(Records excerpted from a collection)

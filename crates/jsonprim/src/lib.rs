//! Allocation-free scanners for JSON primitive tokens.
//!
//! This crate is the lexing substrate for a JSON decoder: it delimits and
//! decodes individual primitive tokens out of a byte buffer, while the
//! surrounding decoder owns grammar context (objects, arrays, value
//! dispatch) and decides which scanner to call next.
//!
//! Four entry points, all following the same calling convention
//! `(buffer, start_cursor) -> (value, end_cursor)`:
//!
//! - [`skip_ws`] advances past JSON-insignificant whitespace.
//! - [`scan_string`] extracts a quoted string, decoding escapes in place.
//! - [`scan_float`] extracts a JSON number and converts it to `f64`.
//! - [`scan_int`] extracts a plain integer (no fraction or exponent) as
//!   `i64` without materializing the digit span.
//!
//! The start cursor may point at leading whitespace; every scanner skips it
//! itself. On success the end cursor is one past the consumed token.
//!
//! Borrowing and buffer mutation
//! -----------------------------
//! Tokens are returned borrowed wherever possible. A string without escapes
//! is handed back as a sub-slice of the input with no copy at all. When
//! escapes are present, the decoded bytes are written over the buffer head
//! starting at the start cursor (decoding never grows a token), and the
//! result still borrows the caller's buffer. [`scan_string`] therefore takes
//! `&mut [u8]`: the exclusive borrow is what makes the in-place rewrite
//! sound, and the returned slice keeps the buffer borrowed so stale bytes
//! preceding the end cursor cannot be re-read while the token is alive.
//!
//! No scanner allocates, performs I/O, or retains state across calls.

#![no_std]

#[cfg(test)]
extern crate std;

mod error;
mod hex;
mod number;
mod string;
mod whitespace;

pub use error::ScanError;
pub use number::{scan_float, scan_int};
pub use string::scan_string;
pub use whitespace::skip_ws;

_Exercise description:_
Only lines that contain the string "decoding" count; pick each one out of the records and copy it.

_Your response:_
//! - [`scan_string`] extracts a quoted string, decoding escapes in place.
//! starting at the start cursor (decoding never grows a token), and the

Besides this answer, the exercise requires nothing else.